Sequence analysis of a 50 kDa Natronococcus occultus Protein that Reacts with Anti-Ubiquitin Antibody

ORDOÑEZ MV; NERCESSIAN D; CONDE RD

Rosario

Congreso; LII Reunion Annual Sociedad Argentina de Investigación en Bioquímica y Biología Molecular (SAIB); 2006

Sociedad Argentina de Investigación Bioquímica y Biología Molecular

Both eukaryotic and prokaryotic organisms contain ubiquitin-like proteins. In most eukaryotic cells, ubiquitin appears as a multiubiquitin chain or as a fusion protein of different ribosomal proteins. We have previously reported data suggesting the presence of ubiquitin?like proteins in halophilic archaea. This work reports the isolation by 2D SDS-PAGE of a 50 kDa and pI 3.1 protein from Natronococcus occultus. It reacted with antibodies against ubiquitin and, like proteins of the ubiquitin family, is heat-stable. After its in-gel digestion with trypsin, the resulting peptides were analyzed by MALDI-TOF. In spite of the scarce data available of protein sequences of haloalkaliphilic microorganisms, alignment of the peptide mass fingerprint showed significant score with two proteins.

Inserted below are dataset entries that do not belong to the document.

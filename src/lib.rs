//! Per-request timing sensor for axum applications.
//!
//! A [`PageRecorder`] lives for one request. Code paths wrap units of work in
//! [`TaskRecorder`]s, which report their wall time when stopped or dropped.
//! When the request ends the recorder is finalized: pages that ran past the
//! configured threshold, or whose URL matches the allowlist, are summarized in
//! a [`Report`] and handed to every configured [`ReportHandler`].
//!
//! [`sensor_middleware`] wires this into an axum router; route handlers pick
//! up the current recorder with the [`Sensor`] extractor.

pub mod clock;
pub mod config;
pub mod error;
pub mod metrics;
pub mod middleware;
pub mod output;

pub use clock::{Clock, ManualClock, SystemClock};
pub use config::SensorConfig;
pub use error::{Result, SensorError};
pub use metrics::page_recorder::PageScope;
pub use metrics::{
    DurationHistogram, NullRecorder, PageRecorder, PageSettings, Report, TaskRecorder,
    TaskReport, TaskSink, TaskSnapshot, TaskStat,
};
pub use middleware::{sensor_middleware, Instrumentation, Sensor};
pub use output::{ApacheHandler, HandlerRegistry, HtmlHandler, ReportHandler, SharedBuffer};
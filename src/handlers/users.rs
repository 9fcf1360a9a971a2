use axum::{
    extract::{Path, State},
    Json,
};
use redis::AsyncCommands;
use serde::{Deserialize, Serialize};
use std::collections::HashMap;
use std::sync::Arc;

use page_sensor::Sensor;

use crate::AppState;

use super::AppError;

// ─── Domain types ────────────────────────────────────────────────

#[derive(Debug, Clone, Serialize, Deserialize)]
pub struct User {
    pub id: String,
    pub name: String,
    pub email: String,
    pub role: String,
    pub prefs: String,
    pub created_at: String,
}

#[derive(Debug, Deserialize)]
pub struct CreateUserRequest {
    pub name: String,
    pub email: String,
    #[serde(default = "default_role")]
    pub role: String,
    #[serde(default = "default_prefs")]
    pub prefs: String,
}

fn default_role() -> String {
    "viewer".into()
}
fn default_prefs() -> String {
    r#"{"theme":"light","lang":"en","notifications":true}"#.into()
}

const ROLES: &[&str] = &["admin", "editor", "viewer"];

// ─── GET /api/users/:id ──────────────────────────────────────────

pub async fn get_user(
    State(state): State<Arc<AppState>>,
    sensor: Sensor,
    Path(id): Path<String>,
) -> Result<Json<User>, AppError> {
    let key = format!("user:{id}");

    let map: HashMap<String, String> = {
        let _timer = sensor.task("redis_read");
        let mut conn = state.redis.clone();
        conn.hgetall(&key).await?
    };

    if map.is_empty() {
        return Err(AppError::NotFound(format!("user '{id}' not found")));
    }

    let user = {
        let _timer = sensor.task("decode");
        user_from_map(&map)
    };

    Ok(Json(user))
}

// ─── POST /api/users ─────────────────────────────────────────────

pub async fn create_user(
    State(state): State<Arc<AppState>>,
    sensor: Sensor,
    Json(req): Json<CreateUserRequest>,
) -> Result<Json<User>, AppError> {
    {
        let _timer = sensor.task_once("validate");
        validate(&req)?;
    }

    let user = User {
        id: format!("usr_{}", &uuid::Uuid::new_v4().to_string()[..8]),
        name: req.name,
        email: req.email,
        role: req.role,
        prefs: req.prefs,
        created_at: chrono::Utc::now().to_rfc3339(),
    };

    let key = format!("user:{}", user.id);

    {
        let _timer = sensor.task("redis_write");
        let mut conn = state.redis.clone();
        let mut cmd = redis::cmd("HSET");
        cmd.arg(&key)
            .arg("id")
            .arg(&user.id)
            .arg("name")
            .arg(&user.name)
            .arg("email")
            .arg(&user.email)
            .arg("role")
            .arg(&user.role)
            .arg("prefs")
            .arg(&user.prefs)
            .arg("created_at")
            .arg(&user.created_at);
        let _: () = cmd.query_async(&mut conn).await?;
    }

    Ok(Json(user))
}

// ─── Helpers ─────────────────────────────────────────────────────

fn validate(req: &CreateUserRequest) -> Result<(), AppError> {
    if req.name.trim().is_empty() {
        return Err(AppError::BadRequest("name must not be empty".into()));
    }
    if !req.email.contains('@') {
        return Err(AppError::BadRequest(format!(
            "invalid email '{}'",
            req.email
        )));
    }
    if !ROLES.contains(&req.role.as_str()) {
        return Err(AppError::BadRequest(format!("unknown role '{}'", req.role)));
    }
    Ok(())
}

fn user_from_map(map: &HashMap<String, String>) -> User {
    User {
        id: map.get("id").cloned().unwrap_or_default(),
        name: map.get("name").cloned().unwrap_or_default(),
        email: map.get("email").cloned().unwrap_or_default(),
        role: map.get("role").cloned().unwrap_or_default(),
        prefs: map.get("prefs").cloned().unwrap_or_default(),
        created_at: map.get("created_at").cloned().unwrap_or_default(),
    }
}
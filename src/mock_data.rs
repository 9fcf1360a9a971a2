use rand::rngs::StdRng;
use rand::seq::SliceRandom;
use rand::{Rng, SeedableRng};
use redis::aio::ConnectionManager;
use redis::RedisResult;
use std::time::Instant;

const NUM_USERS: usize = 1_000;
const NUM_PRODUCTS: usize = 200;
/// Pipeline batch size.
const BATCH: usize = 250;

static FIRST: &[&str] = &["Ada", "Grace", "Alan", "Linus", "Barbara", "Ken", "Radia", "Dennis"];
static LAST: &[&str] = &["Lovelace", "Hopper", "Turing", "Torvalds", "Liskov", "Thompson", "Perlman"];
static ROLES: &[&str] = &["admin", "editor", "viewer"];
static ADJ: &[&str] = &["Compact", "Wireless", "Ergonomic", "Portable", "Modern", "Dual"];
static NOUN: &[&str] = &["Keyboard", "Monitor", "Headset", "Dock", "Webcam", "Router"];
static CAT: &[&str] = &["peripherals", "audio", "networking", "office"];

/// Fill Redis with deterministic users and products for the demo routes.
pub async fn seed(conn: &ConnectionManager) -> RedisResult<()> {
    let start = Instant::now();
    tracing::info!(users = NUM_USERS, products = NUM_PRODUCTS, "seeding redis");

    let mut conn = conn.clone();
    let mut rng = StdRng::seed_from_u64(42);

    seed_users(&mut conn, &mut rng).await?;
    seed_products(&mut conn, &mut rng).await?;

    tracing::info!(elapsed_secs = start.elapsed().as_secs_f64(), "seed complete");
    Ok(())
}

fn pick<'a>(rng: &mut StdRng, pool: &[&'a str]) -> &'a str {
    pool.choose(rng).copied().unwrap_or_default()
}

async fn seed_users(conn: &mut ConnectionManager, rng: &mut StdRng) -> RedisResult<()> {
    for batch_start in (0..NUM_USERS).step_by(BATCH) {
        let batch_end = (batch_start + BATCH).min(NUM_USERS);
        let mut pipe = redis::pipe();

        for i in batch_start..batch_end {
            let id = format!("usr_{:08}", i + 1);
            let first = pick(rng, FIRST);
            let last = pick(rng, LAST);
            let email = format!("{}.{}{}@example.com", first.to_lowercase(), last.to_lowercase(), i + 1);
            let theme = if rng.gen_bool(0.5) { "dark" } else { "light" };
            let prefs = format!(r#"{{"theme":"{theme}","lang":"en"}}"#);

            pipe.cmd("HSET")
                .arg(format!("user:{id}"))
                .arg("id")
                .arg(&id)
                .arg("name")
                .arg(format!("{first} {last}"))
                .arg("email")
                .arg(email)
                .arg("role")
                .arg(pick(rng, ROLES))
                .arg("prefs")
                .arg(prefs)
                .arg("created_at")
                .arg("2025-01-15T09:23:11Z")
                .ignore();
        }

        let _: () = pipe.query_async(conn).await?;
    }
    Ok(())
}

async fn seed_products(conn: &mut ConnectionManager, rng: &mut StdRng) -> RedisResult<()> {
    let mut pipe = redis::pipe();

    for i in 0..NUM_PRODUCTS {
        let id = format!("prod_{:04}", i + 1);
        let title = format!("{} {}", pick(rng, ADJ), pick(rng, NOUN));
        let category = pick(rng, CAT);

        pipe.cmd("HSET")
            .arg(format!("product:{id}"))
            .arg("id")
            .arg(&id)
            .arg("title")
            .arg(&title)
            .arg("price")
            .arg(rng.gen_range(999..=49_999u64))
            .arg("stock")
            .arg(rng.gen_range(0..=500u32))
            .arg("category")
            .arg(category)
            .arg("description")
            .arg(format!("{title} for {category} setups."))
            .ignore();
    }

    let _: () = pipe.query_async(conn).await?;
    Ok(())
}
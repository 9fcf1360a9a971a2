use redis::aio::ConnectionManager;

/// Creates a single `ConnectionManager` that auto-reconnects on failure.
///
/// `ConnectionManager` is cheaply cloneable — every clone shares the same
/// underlying multiplexed TCP connection.
pub async fn connect(url: &str) -> redis::RedisResult<ConnectionManager> {
    let client = redis::Client::open(url)?;
    ConnectionManager::new(client).await
}
use std::time::Duration;

use serde::Serialize;

use super::histogram::DurationHistogram;

/// Field order used by renderers for aggregated tasks.
pub const TASK_FIELDS: [&str; 5] = ["duration", "count", "median", "min", "max"];

/// Per-task accumulator for one page request.
#[derive(Debug, Clone)]
pub struct TaskStat {
    name: String,
    log_once: bool,
    /// Last reported value of a log-once task, in whole milliseconds.
    once_value: u64,
    durations: Vec<Duration>,
    min: Option<Duration>,
    max: Option<Duration>,
    histogram: DurationHistogram,
}

/// Immutable view of a task at report time. Durations are whole milliseconds,
/// `median` is a histogram bucket.
#[derive(Debug, Clone, Copy, PartialEq, Eq, Serialize)]
#[serde(tag = "kind", rename_all = "snake_case")]
pub enum TaskSnapshot {
    LogOnce {
        duration: u64,
    },
    Aggregated {
        duration: u64,
        count: u64,
        median: u64,
        min: u64,
        max: u64,
    },
}

impl TaskStat {
    pub fn new(name: impl Into<String>, log_once: bool) -> Self {
        Self {
            name: name.into(),
            log_once,
            once_value: 0,
            durations: Vec::new(),
            min: None,
            max: None,
            histogram: DurationHistogram::new(),
        }
    }

    pub fn name(&self) -> &str {
        &self.name
    }

    pub fn is_log_once(&self) -> bool {
        self.log_once
    }

    /// Number of aggregated observations (always 0 for log-once tasks).
    pub fn count(&self) -> u64 {
        self.durations.len() as u64
    }

    pub fn record(&mut self, duration: Duration) {
        if self.log_once {
            self.once_value = floor_millis(duration);
            return;
        }

        self.durations.push(duration);
        self.min = Some(self.min.map_or(duration, |m| m.min(duration)));
        self.max = Some(self.max.map_or(duration, |m| m.max(duration)));
        self.histogram.record(duration);
    }

    pub fn snapshot(&self) -> TaskSnapshot {
        if self.log_once {
            return TaskSnapshot::LogOnce {
                duration: self.once_value,
            };
        }

        let total: Duration = self.durations.iter().sum();
        let count = self.count();
        TaskSnapshot::Aggregated {
            duration: floor_millis(total),
            count,
            median: self.histogram.median(count),
            min: self.min.map_or(0, floor_millis),
            max: self.max.map_or(0, floor_millis),
        }
    }
}

impl TaskSnapshot {
    pub fn is_log_once(&self) -> bool {
        matches!(self, Self::LogOnce { .. })
    }

    /// Value of one of [`TASK_FIELDS`], `None` when the field does not apply.
    pub fn field(&self, name: &str) -> Option<u64> {
        match (*self, name) {
            (Self::LogOnce { duration }, "duration") => Some(duration),
            (Self::LogOnce { .. }, _) => None,
            (Self::Aggregated { duration, .. }, "duration") => Some(duration),
            (Self::Aggregated { count, .. }, "count") => Some(count),
            (Self::Aggregated { median, .. }, "median") => Some(median),
            (Self::Aggregated { min, .. }, "min") => Some(min),
            (Self::Aggregated { max, .. }, "max") => Some(max),
            (Self::Aggregated { .. }, _) => None,
        }
    }
}

/// Whole milliseconds, rounded down.
pub fn floor_millis(duration: Duration) -> u64 {
    duration.as_millis() as u64
}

One is the Signal Recognition Protein 54 (SRP54) from Archaeoglobus fulgidus of 48.2 kDa and pI of 9.03. The other is a Ribosomal Proteins L11p from Pyrococcus abissy of 17.74 kDa and pI 6.02. Likeness to more than one protein of the same spot suggests presence of a conjugation complex even when size and pI of individual proteins not agree with those found. Differences may be linked to either aminoacidic composition or loss of fragments during conjugation. The presence of the L11p ribosomal protein is consistent with our previous studies describing the presence proteins reactive with antiubiquitin antibodies in Ncc. occultus ribosomes. The significance of presented results in protein metabolism must be further studied. [This work was supported by CONICET and UNMdP].